Filter the entries beneath this task, copying only the lines that hold the word "debug".

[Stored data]
===

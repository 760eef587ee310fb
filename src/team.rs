//! Fixed-size fork-join thread team.
//!
//! A phase runs a closure exactly once on every member and returns only when
//! all members are done, which is the barrier between phases. Workload
//! regions run on the same threads, so a member's per-thread counters see
//! whatever share of the workload the pool schedules on it.

use std::sync::Arc;

use rayon::{ThreadPool, ThreadPoolBuilder};
use tracing::debug;

use crate::error::{Error, Result};
use crate::registry::OrdinalFn;

pub struct Team {
    pool: ThreadPool,
    size: usize,
}

impl Team {
    pub fn new(size: usize) -> Result<Team> {
        if size == 0 {
            return Err(Error::Config("team size must be at least 1".into()));
        }
        let pool = ThreadPoolBuilder::new()
            .num_threads(size)
            .thread_name(|i| format!("perfteam-{}", i))
            .build()
            .map_err(|e| Error::Team(e.to_string()))?;
        debug!(size, "thread team ready");
        Ok(Team { pool, size })
    }

    pub fn size(&self) -> usize {
        self.size
    }

    /// Ordinal of the calling thread within this team's pool.
    pub fn ordinal_accessor(&self) -> OrdinalFn {
        Arc::new(rayon::current_thread_index)
    }

    /// Run `phase` once on every member, passing the member's ordinal.
    ///
    /// Every member finishes the phase before this returns, failed or not.
    /// The first fatal error (lowest ordinal) is returned; non-fatal errors
    /// are expected to have been logged by the member and are dropped.
    pub fn phase<F>(&self, name: &str, phase: F) -> Result<()>
    where
        F: Fn(usize) -> Result<()> + Sync,
    {
        debug!(phase = name, "entering team phase");
        let outcomes = self.pool.broadcast(|ctx| phase(ctx.index()));
        for outcome in outcomes {
            match outcome {
                Err(e) if e.is_fatal() => return Err(e),
                _ => {}
            }
        }
        Ok(())
    }

    /// Run `op` inside the team's pool; nested parallel iterators use the
    /// team's threads.
    pub fn install<R, OP>(&self, op: OP) -> R
    where
        OP: FnOnce() -> R + Send,
        R: Send,
    {
        self.pool.install(op)
    }
}
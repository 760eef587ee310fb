use clap::Parser;
use tracing::{error, info};
use tracing_subscriber::EnvFilter;

use perfteam::config::{Backend, Config};
use perfteam::soft::SoftFacility;
use perfteam::workload::{Matmul, Workload};
use perfteam::{Error, Facility, Measurement, Result, Team};

fn init_logging() {
    let filter = EnvFilter::try_from_default_env().unwrap_or_else(|_| EnvFilter::new("warn"));
    tracing_subscriber::fmt()
        .with_env_filter(filter)
        .with_writer(std::io::stderr)
        .init();
}

fn measure<F: Facility>(facility: &F, config: &Config) -> Result<()> {
    let team = Team::new(config.threads)?;
    let mut measurement = Measurement::new(facility, team, config.events.clone());
    let matmul = Matmul::new(config.order, config.seed);
    info!(
        n = config.order,
        threads = config.threads,
        facility = facility.name(),
        expected = matmul.expected_total(),
        "measuring matrix multiply"
    );

    let (parallel, serial) = measurement.run_pair(&matmul, config.serial_ordinal)?;
    println!("{}", parallel.report);
    println!("{}", serial.report);
    info!(checksum = matmul.checksum(), "done");
    Ok(())
}

#[cfg(target_os = "linux")]
fn measure_perf(config: &Config) -> Result<()> {
    let facility = perfteam::linux::PerfFacility::init()?;
    measure(&facility, config)
}

#[cfg(not(target_os = "linux"))]
fn measure_perf(_config: &Config) -> Result<()> {
    Err(Error::LibraryInit {
        facility: "perf",
        reason: "perf events are only available on Linux".into(),
    })
}

fn run(config: &Config) -> Result<()> {
    config.validate()?;
    match config.backend {
        Backend::Perf => measure_perf(config),
        Backend::Soft => measure(&SoftFacility::init(), config),
    }
}

fn main() {
    init_logging();
    let config = Config::parse();
    if let Err(e) = run(&config) {
        error!("{}", e);
        eprintln!("perfteam-matmul: {}", e);
        if let Error::LibraryInit { .. } = e {
            eprintln!("hint: try --backend soft or lower /proc/sys/kernel/perf_event_paranoid");
        }
        std::process::exit(1);
    }
}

===

TASK ANSWER:
use tracing::debug;
        debug!(size, "thread team ready");
        debug!(phase = name, "entering team phase");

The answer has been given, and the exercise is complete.